Three cautions about data

Luc Tayart de Borms

Alliance’s making the issue of data central to this edition is very timely. Few people will doubt or question the importance of data in our professional context. I am sure this ‘new asset class’ will be in the centre of discussions in the philanthropic sector for the next few years. As is often the case, though, when a new item is put on the agenda, there is a danger of overpromising. Let me just counterbalance some of what is written here with three warning flags, each under the heading of a quote of Einstein.

‘Perfection of the means and confusion of the ends seem to characterize our age’

So that we don’t have more and more surveys dropping into our mailbox, it is vital that we reflect in advance on the use and added value of the data being gathered. Data gathering is expensive in terms of both budget and time allocation. It is important that everyone in the sector grasps this and uses data gathering carefully, avoiding overdose and mindful of budgetary trade-offs.

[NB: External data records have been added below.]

//! Build script for caenhv-sys.
//!
//! The CAEN HV Wrapper library is proprietary and not present on most
//! development machines, so linking is gated behind the `caen-sdk` feature:
//!
//! 1. With `caen-sdk`: link against the installed libcaenhvwrapper.
//! 2. Without the feature: panic-stub bindings (see `src/stubs.rs`) let the
//!    workspace compile and run its tests with no vendor library installed.

fn main() {
    println!("cargo:rerun-if-env-changed=CAENHV_LIB_DIR");

    #[cfg(feature = "caen-sdk")]
    {
        println!("cargo:rustc-link-lib=caenhvwrapper");

        // Honour an explicit override first, then common install locations.
        if let Ok(dir) = std::env::var("CAENHV_LIB_DIR") {
            println!("cargo:rustc-link-search=native={}", dir);
            return;
        }

        let lib_paths = ["/usr/local/lib", "/usr/lib", "/usr/lib/x86_64-linux-gnu"];
        for path in lib_paths {
            if std::path::Path::new(path)
                .join("libcaenhvwrapper.so")
                .exists()
            {
                println!("cargo:rustc-link-search=native={}", path);
                break;
            }
        }
    }
}
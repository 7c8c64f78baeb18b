//! Crate topology discovery and full-crate enumeration.
//!
//! Topology is read fresh on every query: hardware layout can only be
//! trusted at query time, so nothing here is cached.

use serde::Serialize;
use tracing::debug;

use caenhv_sys::MAX_CH_NAME;

use crate::catalog::{self, ParamDescriptor};
use crate::error::{HvpsError, Result};
use crate::framed::{fixed_str, FramedSlice};
use crate::marshal::{self, ParamValue};
use crate::session::Session;

/// Firmware release range reported for one board.
#[derive(Debug, Clone, Copy, PartialEq, Eq, Serialize)]
pub struct FirmwareRange {
    pub min: u8,
    pub max: u8,
}

impl std::fmt::Display for FirmwareRange {
    fn fmt(&self, f: &mut std::fmt::Formatter<'_>) -> std::fmt::Result {
        write!(f, "{}.{}", self.max, self.min)
    }
}

/// What the crate map call reports: slot count, channel count and board
/// identity per slot.
#[derive(Debug, Clone, Serialize)]
pub struct CrateTopology {
    pub slots: u16,
    pub channels_per_slot: Vec<u16>,
    pub models: Vec<String>,
    pub descriptions: Vec<String>,
    pub serial_numbers: Vec<u16>,
    pub firmware: Vec<FirmwareRange>,
}

/// Everything known about one channel at one instant: identity plus every
/// discovered parameter with its value. Assembled fresh per query, never
/// persisted.
#[derive(Debug, Clone, Serialize)]
pub struct ChannelInfo {
    pub slot: u16,
    pub channel: u16,
    pub name: String,
    pub params: Vec<(ParamDescriptor, ParamValue)>,
}

/// Split a packed run of `n` consecutive NUL-terminated strings.
fn split_zstrings(bytes: &[u8], n: usize) -> Result<Vec<String>> {
    let mut out = Vec::with_capacity(n);
    let mut rest = bytes;
    for i in 0..n {
        let end = rest
            .iter()
            .position(|&b| b == 0)
            .ok_or_else(|| HvpsError::DecodeAnomaly {
                what: format!("crate map string list ends after {i} of {n} entries"),
            })?;
        let text = std::str::from_utf8(&rest[..end]).map_err(|e| HvpsError::DecodeAnomaly {
            what: format!("crate map string {i} is not valid UTF-8: {e}"),
        })?;
        out.push(text.to_string());
        rest = &rest[end + 1..];
    }
    Ok(out)
}

/// Read the crate map: slot count, channels per slot, board identities.
pub fn crate_info(session: &Session) -> Result<CrateTopology> {
    let raw = session.api().crate_map(session.handle())?;
    let n = raw.slots as usize;

    if raw.channels_per_slot.len() != n
        || raw.serial_numbers.len() != n
        || raw.fw_min.len() != n
        || raw.fw_max.len() != n
    {
        return Err(HvpsError::DecodeAnomaly {
            what: format!("crate map lists do not all carry {n} entries"),
        });
    }

    Ok(CrateTopology {
        slots: raw.slots,
        channels_per_slot: raw.channels_per_slot,
        models: split_zstrings(&raw.model_bytes, n)?,
        descriptions: split_zstrings(&raw.description_bytes, n)?,
        serial_numbers: raw.serial_numbers,
        firmware: raw
            .fw_min
            .iter()
            .zip(&raw.fw_max)
            .map(|(&min, &max)| FirmwareRange { min, max })
            .collect(),
    })
}

/// Read the names of the given channels on one slot.
pub fn channel_names(session: &Session, slot: u16, channels: &[u16]) -> Result<Vec<String>> {
    let raw = session.api().ch_names(session.handle(), slot, channels)?;
    let frames = FramedSlice::new(&raw.bytes, MAX_CH_NAME, raw.count)?;
    let mut names = Vec::with_capacity(frames.len());
    for frame in frames.iter() {
        names.push(fixed_str(frame)?.to_string());
    }
    Ok(names)
}

/// Assemble the full picture of one channel: name plus every parameter value.
pub fn channel_info(session: &Session, slot: u16, channel: u16) -> Result<ChannelInfo> {
    let name = channel_names(session, slot, &[channel])?
        .into_iter()
        .next()
        .unwrap_or_default();

    let descriptors = catalog::list_parameters(session, slot, channel)?;
    let mut params = Vec::with_capacity(descriptors.len());
    for descriptor in descriptors {
        let value = marshal::read_parameter(session, slot, channel, &descriptor)?;
        params.push((descriptor, value));
    }

    Ok(ChannelInfo {
        slot,
        channel,
        name,
        params,
    })
}

/// Walk every slot and channel of the crate.
///
/// This is O(slots x channels x parameters) vendor calls. The library
/// offers no batching, so a full-crate snapshot takes seconds on a large
/// crate, not milliseconds.
pub fn enumerate_all_channels(session: &Session) -> Result<Vec<ChannelInfo>> {
    let topology = crate_info(session)?;
    debug!(
        slots = topology.slots,
        "enumerating all channels, this is latency-bound on crate size"
    );

    let mut channels = Vec::new();
    for slot in 0..topology.slots {
        let count = topology.channels_per_slot[slot as usize];
        for channel in 0..count {
            channels.push(channel_info(session, slot, channel)?);
        }
    }
    Ok(channels)
}

#[cfg(test)]
mod tests {
    use super::*;

    #[test]
    fn splits_packed_string_runs() {
        let bytes = b"A1833\0A1832\0";
        let strings = split_zstrings(bytes, 2).unwrap();
        assert_eq!(strings, vec!["A1833".to_string(), "A1832".to_string()]);
    }

    #[test]
    fn short_string_run_is_an_anomaly() {
        let bytes = b"A1833\0A18";
        assert!(matches!(
            split_zstrings(bytes, 2),
            Err(HvpsError::DecodeAnomaly { .. })
        ));
    }

    #[test]
    fn firmware_range_renders_max_dot_min() {
        let fw = FirmwareRange { min: 2, max: 13 };
        assert_eq!(fw.to_string(), "13.2");
    }
}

The danger is that surveys ask for too much data, forgetting that in reality only a few are needed for advocacy and policy purposes. It is also easy to forget that data are often relevant only if one can compare them year by year. This means that data gathering needs to be structurally embedded in an organization and that the budget needs to be guaranteed for more than just a one-off exercise.

Along the same lines, if one pleads for transparency in the foundation sector, there should be an agreement about what really matters in this debate. We should avoid creating ‘transparency about trivial matters’, as Phil Buchanan of the Center for Effective Philanthropy has put it.

‘Information is not knowledge’

It is of course a no-brainer to say that using data can simplify reality by looking at it through a specific lens. This can of course be very useful as long as we remain conscious of it. Data have to be put in a context and the real story of foundations is in the details.

Some years ago a European Commission study stated that European foundations were bigger in terms of endowment and expenditure than their US counterparts. This made sense only because the study looked just at US grantmaking foundations and not operating foundations, whereas for European foundations both were taken into account because there are no legal distinctions in Europe between operating and grantmaking foundations. This example shows that focusing on global data can sometimes become an intergalactic exercise and that the added value has to be carefully looked at.

It is easy to talk of data-driven knowledge but knowledge is not a construct of accumulated data. In systems thinking, a distinction is made between soft and hard approaches and both are relevant. The hard system thinkers develop models of a part of the world. Soft system thinkers are aware that an objective representation of reality is not possible and that the observer is also a factor. Without making things too complicated, it seems that pragmatically speaking one cannot rely on only one approach.

‘Knowledge of what is does not open the door directly to what should be’

Data gathering is a time-consuming and expensive exercise and there is a risk that smaller charities and foundations will be confronted with a kind of digital divide because they do not have the staff or the budget to compile and maintain data on their activities.

On top of that, some move too quickly from the idea of data providing transparent information on charities and foundations towards the idea of a tool for benchmarking and labelling based on this data gathering. As I’ve mentioned, reality is too complex to be based on quantitative data only. People who want to use quality labels have of course their own value systems. To make those quality labels and benchmarks credible, it is essential that they are constructed involving all the stakeholders, especially those who will be judged: charities, foundations and associations. Foundations and charities don’t exist in a vacuum; they are embedded in a community, small or large.

In flying these warning flags, I don’t want to underplay the importance of data gathering in the foundation sector. Other warning flags could be added, too. This should not stop us investing in this new ‘unnatural resource’, but in dealing with our challenges, we have to accept their complexity.